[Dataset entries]
──────

// src/driver.rs

//! Workflow turn orchestration (spec §2, SPEC_FULL §4.8): the one-turn
//! control flow that uses every other component. `WorkItemSource` and
//! `TurnExecutor` are the seam between the core and the work-item
//! repository / AI-agent adapter, both explicitly out-of-scope
//! collaborators (spec §1).
//!
//! Grounded on the teacher's `TransactionEngine::begin` lock-then-work
//! sequencing, adapted to the run-lock/state-lock pair spec §2 describes.

use crate::config::Config;
use crate::error::{CancelToken, Error, Result};
use crate::lock::LockService;
use crate::metrics::MetricsCollector;
use crate::transaction::Transaction;
use std::sync::Arc;
use std::time::Duration;

pub const RUN_LOCK_ID: &str = "system-runlock";

/// Opaque reference to a work item, handed back by [`WorkItemSource`]
/// and consumed by [`TurnExecutor`]. The core never interprets its
/// fields beyond using `id` as the state-lock's `lock_type` key.
#[derive(Debug, Clone)]
pub struct WorkItemRef {
    pub id: String,
}

/// The work-item repository collaborator (spec §1: out of scope, an
/// external relational store).
pub trait WorkItemSource {
    fn next_ready(&self) -> Result<Option<WorkItemRef>>;
}

/// The AI-agent invocation adapter collaborator (spec §1: out of scope).
/// Implementations stage whatever files the turn produces into `txn`
/// and leave marking intent / committing to the driver.
pub trait TurnExecutor {
    fn execute(&self, item: &WorkItemRef, txn: &mut Transaction) -> Result<()>;
}

/// Aggregate owned by the process for the lifetime of a `run` invocation
/// (spec §9: model the metrics collector and logger as explicit fields
/// rather than global mutable state).
pub struct Driver {
    pub config: Config,
    pub locks: Arc<LockService>,
    pub metrics: Arc<MetricsCollector>,
}

/// Why a turn produced no work or failed outright.
#[derive(Debug)]
pub enum TurnOutcome {
    /// No ready work item was available.
    Idle,
    /// A turn committed successfully.
    Committed { item_id: String, txn_id: String },
    /// The per-item state lock was contested; caller should move on.
    StateLockContended { item_id: String },
}

impl Driver {
    pub fn new(config: Config, locks: Arc<LockService>, metrics: Arc<MetricsCollector>) -> Self {
        Self {
            config,
            locks,
            metrics,
        }
    }

    /// Acquire the process-singleton run lock, stealing a stale holder's
    /// lock once if its PID isn't live (spec §4.5 contention policy).
    /// Returns `Err(Error::Cancelled)` when the lock is genuinely
    /// contested by a live process — the caller maps this to the
    /// documented non-zero exit / interactive prompt. Also returns
    /// `Err(Error::Cancelled)` if `cancel` fires first (spec §5).
    pub fn acquire_run_lock(&self, cancel: CancelToken) -> Result<()> {
        match self.locks.acquire_run_lock_with_steal(
            RUN_LOCK_ID,
            self.config.lock.default_ttl,
            cancel,
        )? {
            Some(_) => Ok(()),
            None => Err(Error::Cancelled(format!(
                "run lock {RUN_LOCK_ID} is held by another live process"
            ))),
        }
    }

    pub fn release_run_lock(&self) -> Result<()> {
        self.locks.release_run_lock(RUN_LOCK_ID)
    }

    /// Drive exactly one turn: pick a work item, acquire its state lock,
    /// stage + commit a transaction via `executor`, release the state
    /// lock (spec §2's control-flow description).
    pub fn run_one_turn(
        &self,
        source: &dyn WorkItemSource,
        executor: &dyn TurnExecutor,
        journal: &mut dyn crate::journal::JournalAppend,
        cancel: CancelToken,
    ) -> Result<TurnOutcome> {
        let item = match source.next_ready()? {
            Some(item) => item,
            None => return Ok(TurnOutcome::Idle),
        };

        let lock_type = format!("sbi:{}", item.id);
        let acquired = self.locks.acquire_state_lock(
            RUN_LOCK_ID,
            &lock_type,
            self.config.lock.default_ttl,
            cancel,
        )?;
        if acquired.is_none() {
            return Ok(TurnOutcome::StateLockContended { item_id: item.id });
        }

        let result = self.run_turn_body(&item, executor, journal, cancel);

        if let Err(e) = self.locks.release_state_lock(RUN_LOCK_ID, &lock_type) {
            tracing::warn!(item_id = %item.id, error = %e, "failed to release state lock");
        }

        result
    }

    fn run_turn_body(
        &self,
        item: &WorkItemRef,
        executor: &dyn TurnExecutor,
        journal: &mut dyn crate::journal::JournalAppend,
        cancel: CancelToken,
    ) -> Result<TurnOutcome> {
        let mut txn = Transaction::begin(&self.config.txn_root(), cancel)?;

        if let Err(e) = executor.execute(item, &mut txn) {
            tracing::warn!(item_id = %item.id, txn_id = %txn.id, error = %e, "turn execution failed before intent");
            let _ = txn.rollback("turn execution failed");
            self.metrics.incr_commit_failed();
            return Err(e);
        }

        if let Err(e) = txn.mark_intent() {
            let _ = txn.rollback("mark_intent failed");
            self.metrics.incr_commit_failed();
            return Err(e);
        }

        let txn_id = txn.id.clone();
        let mut callback = |id: &str| journal.append(id);
        let dest_root = self.config.dest_root.clone();
        let mut cb = || callback(&txn_id);
        match txn.commit(&dest_root, Some(&mut cb), cancel) {
            Ok(()) => {
                self.metrics.incr_commit_success();
                Ok(TurnOutcome::Committed {
                    item_id: item.id.clone(),
                    txn_id: txn.id,
                })
            }
            Err(e) => {
                tracing::warn!(item_id = %item.id, txn_id = %txn.id, error = %e, "commit failed; left for recovery");
                self.metrics.incr_commit_failed();
                Err(e)
            }
        }
    }
}

/// Run the Recovery Engine (spec §4.4), honoring
/// [`crate::config::ENV_DISABLE_RECOVERY`]. Must be called before any
/// lock is acquired.
pub fn recover_at_startup(
    config: &Config,
    metrics: &MetricsCollector,
    cancel: CancelToken,
) -> std::io::Result<()> {
    if config.disable_recovery {
        tracing::info!("recovery disabled via environment override");
        return Ok(());
    }
    let report = crate::recovery::run(&config.txn_root(), &config.dest_root, &config.recovery, cancel)?;
    for _ in 0..report.forward_success + report.forward_failed {
        metrics.incr_recovery_count();
    }
    Ok(())
}

/// Sleep between turns, clamped to the `run` command's documented range
/// (spec §6: `--interval <duration, 1s..10m>`).
pub fn clamp_interval(requested: Duration) -> Duration {
    requested.clamp(Duration::from_secs(1), Duration::from_secs(600))
}

#[cfg(test)]
mod tests {
    use super::*;
    use crate::journal::NdjsonJournal;
    use std::sync::Mutex;
    use tempfile::TempDir;

    struct OneShotSource {
        items: Mutex<Vec<WorkItemRef>>,
    }

    impl WorkItemSource for OneShotSource {
        fn next_ready(&self) -> Result<Option<WorkItemRef>> {
            Ok(self.items.lock().unwrap().pop())
        }
    }

    struct StageOneFile;

    impl TurnExecutor for StageOneFile {
        fn execute(&self, _item: &WorkItemRef, txn: &mut Transaction) -> Result<()> {
            txn.stage_file(
                crate::transaction::OperationType::Create,
                std::path::Path::new("out.txt"),
                b"turn output",
                0o644,
            )
        }
    }

    fn driver(home: &std::path::Path) -> Driver {
        let config = Config::at(home);
        config.ensure_layout().unwrap();
        let locks = Arc::new(LockService::open(&config.lock_db_path()).unwrap());
        let metrics = Arc::new(MetricsCollector::new(config.metrics_path()));
        Driver::new(config, locks, metrics)
    }

    #[test]
    fn test_run_one_turn_idle_when_no_work() {
        let home = TempDir::new().unwrap();
        let driver = driver(home.path());
        let source = OneShotSource {
            items: Mutex::new(Vec::new()),
        };
        let mut journal = NdjsonJournal::new(home.path().join("journal.ndjson"));
        let outcome = driver
            .run_one_turn(&source, &StageOneFile, &mut journal, None)
            .unwrap();
        assert!(matches!(outcome, TurnOutcome::Idle));
    }

    #[test]
    fn test_run_one_turn_commits_and_publishes() {
        let home = TempDir::new().unwrap();
        let driver = driver(home.path());
        let source = OneShotSource {
            items: Mutex::new(vec![WorkItemRef { id: "sbi-1".to_string() }]),
        };
        let mut journal = NdjsonJournal::new(home.path().join("journal.ndjson"));
        let outcome = driver
            .run_one_turn(&source, &StageOneFile, &mut journal, None)
            .unwrap();

        match outcome {
            TurnOutcome::Committed { item_id, .. } => assert_eq!(item_id, "sbi-1"),
            other => panic!("expected Committed, got {other:?}"),
        }
        assert_eq!(
            std::fs::read(driver.config.dest_root.join("out.txt")).unwrap(),
            b"turn output"
        );
        assert_eq!(driver.metrics.snapshot().commit_success, 1);

        let ids = crate::journal::read_txn_ids(&home.path().join("journal.ndjson")).unwrap();
        assert_eq!(ids.len(), 1);
    }

    #[test]
    fn test_state_lock_contention_reported_not_errored() {
        let home = TempDir::new().unwrap();
        let driver = driver(home.path());
        driver
            .locks
            .acquire_state_lock(RUN_LOCK_ID, "sbi:sbi-1", Duration::from_secs(60), None)
            .unwrap();

        let source = OneShotSource {
            items: Mutex::new(vec![WorkItemRef { id: "sbi-1".to_string() }]),
        };
        let mut journal = NdjsonJournal::new(home.path().join("journal.ndjson"));
        let outcome = driver
            .run_one_turn(&source, &StageOneFile, &mut journal, None)
            .unwrap();
        assert!(matches!(outcome, TurnOutcome::StateLockContended { .. }));
    }

    #[test]
    fn test_clamp_interval_bounds() {
        assert_eq!(clamp_interval(Duration::from_millis(1)), Duration::from_secs(1));
        assert_eq!(clamp_interval(Duration::from_secs(9999)), Duration::from_secs(600));
        assert_eq!(clamp_interval(Duration::from_secs(30)), Duration::from_secs(30));
    }
}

──────

Please go through the data above and copy every line that has the word "LockService".

Exercise output:
use crate::lock::LockService;
    pub locks: Arc<LockService>,
    pub fn new(config: Config, locks: Arc<LockService>, metrics: Arc<MetricsCollector>) -> Self {
        let locks = Arc::new(LockService::open(&config.lock_db_path()).unwrap());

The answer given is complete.